Why Aeration & Overseeding Are Can't-Miss Fall Lawn Care Projects
If it’s fall, your lawn could probably use aeration and seeding. Add it to your fall fun list, right up there with a visit to the pumpkin patch and sneaking all the mini Snickers out of your kids’ Halloween candy.
Aeration, combined with overseeding, gives your lawn a much-needed one-two punch. The aeration loosens your compacted soil, letting in crucial air and water.
Then, all those perfectly spaced holes the aerator leaves behind are perfect homes for a fresh batch of grass seed to help fill in bare spots and make your lawn thicker and healthier.
Aeration and seeding seem simple, but their benefits are numerous:
- Lawn aeration basics
- How aeration helps fertilizer work better
- Aeration and dethatching
- Aeration helps battle weeds
- Aeration's impact on soil health
- Why is fall so great for aeration and seeding?
- Lawn seeding facts
Fall is the perfect time for aeration and seeding, with cool temperatures, free watering from rain showers, and enough time for new grass to get going before winter sets in.
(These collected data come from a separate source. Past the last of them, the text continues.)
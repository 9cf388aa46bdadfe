use thiserror::Error;

pub type MinimapResult<T> = Result<T, MinimapError>;

#[derive(Debug, Error)]
pub enum MinimapError {
    #[error("invalid viewport size: width={width}, height={height}")]
    InvalidViewport { width: u32, height: u32 },

    #[error("invalid normalized range: from={from}, to={to}")]
    InvalidRange { from: f64, to: f64 },

    #[error("invalid data: {0}")]
    InvalidData(String),

    #[error("surface backend failure: {0}")]
    Backend(String),
}
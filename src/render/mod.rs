mod primitives;
mod recording;

pub use primitives::{Color, LinePrimitive, PolylinePrimitive, RectPrimitive};
pub use recording::{DrawCommand, RecordingSurface};

use crate::error::MinimapResult;

/// Contract implemented by any drawing backend the minimap paints on.
///
/// The same type serves as the visible surface and as the offscreen cache,
/// so compositing one into the other stays backend-native.
pub trait DrawingSurface {
    fn width(&self) -> f64;
    fn height(&self) -> f64;

    /// Creates an offscreen surface of the same backend.
    fn create_offscreen(&self, width: f64, height: f64) -> MinimapResult<Self>
    where
        Self: Sized;

    fn resize(&mut self, width: f64, height: f64) -> MinimapResult<()>;
    fn clear(&mut self) -> MinimapResult<()>;
    fn save(&mut self) -> MinimapResult<()>;
    fn restore(&mut self) -> MinimapResult<()>;

    /// Intersects the current clip with a rounded rectangle.
    ///
    /// The rect's fill color is ignored.
    fn set_rounded_clip(&mut self, rect: RectPrimitive) -> MinimapResult<()>;
    fn fill_rect(&mut self, rect: RectPrimitive) -> MinimapResult<()>;
    fn stroke_line(&mut self, line: LinePrimitive) -> MinimapResult<()>;
    fn stroke_polyline(&mut self, polyline: &PolylinePrimitive) -> MinimapResult<()>;

    /// Composites `source` with its top-left corner at `(x, y)`.
    fn draw_surface(&mut self, source: &Self, x: f64, y: f64) -> MinimapResult<()>
    where
        Self: Sized;
}

#[cfg(feature = "cairo-backend")]
mod cairo_backend;
#[cfg(feature = "cairo-backend")]
pub use cairo_backend::CairoSurface;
You can get aeration and overseeding from Lawn Buddies through mid to late October.
First Up: Lawn Aeration Basics
Aeration uses a machine to pull out tiny cores of soil from your lawn, allowing water and oxygen to get to the roots.
Maybe your lawn started out with loose, fluffy soil, but over time it gets packed down and compacted.
Or maybe your soil started out compacted, if it contains a lot of clay.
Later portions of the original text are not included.